DIRECTIONS FOR THIS TASK — Please return, with no alterations, the lines below from the very first through the one that contains "#[derive(Parser)]".

MATERIAL FOR THIS TASK —
┄┄┄┄┄┄┄┄┄┄
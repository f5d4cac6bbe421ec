use anyhow::{Context, Result};
use chrono::{Local, NaiveDate};
use clap::{Parser, Subcommand};
use storage::{
    Database,
    dto::member::ExpiringMember,
    services::{membership, recommendation, seed},
};
use tracing_subscriber::{layer::SubscriberExt, util::SubscriberInitExt};

#[derive(Parser)]
#[command(name = "gymctl")]
#[command(about = "Gym administration maintenance tool", long_about = None)]
#[command(version)]
struct Cli {
    #[command(subcommand)]
    command: Commands,

    #[arg(long, env = "DATABASE_URL", default_value = "sqlite://gym_management.db")]
    database_url: String,

    #[arg(short, long)]
    verbose: bool,
}

#[derive(Subcommand)]
enum Commands {
    /// Apply the database schema
    Migrate,
    /// Insert demo data when no members exist yet
    Seed {
        #[arg(long)]
        today: Option<NaiveDate>,
    },
    /// Print members whose membership ends within the warning window
    Expiring {
        #[arg(long)]
        today: Option<NaiveDate>,
    },
    /// Print the next workouts suggested for a member
    Recommend {
        member_id: i64,

        #[arg(long)]
        today: Option<NaiveDate>,
    },
}

#[tokio::main]
async fn main() -> Result<()> {
    dotenvy::dotenv().ok();

    let cli = Cli::parse();

    let log_level = if cli.verbose { "debug" } else { "info" };
    tracing_subscriber::registry()
        .with(
            tracing_subscriber::EnvFilter::try_from_default_env()
                .unwrap_or_else(|_| format!("gymctl={log_level},storage={log_level}").into()),
        )
        .with(tracing_subscriber::fmt::layer())
        .init();

    let db = Database::new(&cli.database_url)
        .await
        .with_context(|| format!("Failed to open database {}", cli.database_url))?;
    db.run_migrations()
        .await
        .context("Failed to run migrations")?;

    match cli.command {
        Commands::Migrate => {
            tracing::info!(database_url = %cli.database_url, "Schema is up to date");
        }
        Commands::Seed { today } => {
            let seeded = seed::seed_demo_data(db.pool(), today.unwrap_or_else(local_today))
                .await
                .context("Failed to seed demo data")?;
            if !seeded {
                println!("Members already exist, nothing seeded.");
            }
        }
        Commands::Expiring { today } => {
            let today = today.unwrap_or_else(local_today);
            let members = membership::expiring_members(db.pool(), today)
                .await
                .context("Failed to load expiring members")?;

            if members.is_empty() {
                println!("No memberships end before {}.", membership::warning_cutoff(today));
            }
            for member in &members {
                println!("{}", expiry_line(member));
            }
        }
        Commands::Recommend { member_id, today } => {
            let plan = recommendation::recommend_for_member(
                db.pool(),
                member_id,
                today.unwrap_or_else(local_today),
            )
            .await
            .with_context(|| format!("Failed to recommend workouts for member {member_id}"))?;

            for suggestion in &plan {
                println!("{suggestion}");
            }
        }
    }

    Ok(())
}

fn local_today() -> NaiveDate {
    Local::now().date_naive()
}

fn expiry_line(member: &ExpiringMember) -> String {
    let note = match member.days_left {
        d if d < 0 => format!("ended {} days ago", -d),
        0 => "ends today".to_string(),
        1 => "ends tomorrow".to_string(),
        d => format!("ends in {d} days"),
    };
    format!(
        "{:<24} {:<28} {} ({note})",
        member.name, member.email, member.end_date
    )
}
┄┄┄┄┄┄┄┄┄┄
TASK RESPONSE —
repository f5d4cac6bbe421ec
use anyhow::{Context, Result};
use chrono::{Local, NaiveDate};
use clap::{Parser, Subcommand};
use storage::{
    Database,
    dto::member::ExpiringMember,
    services::{membership, recommendation, seed},
};
use tracing_subscriber::{layer::SubscriberExt, util::SubscriberInitExt};

#[derive(Parser)]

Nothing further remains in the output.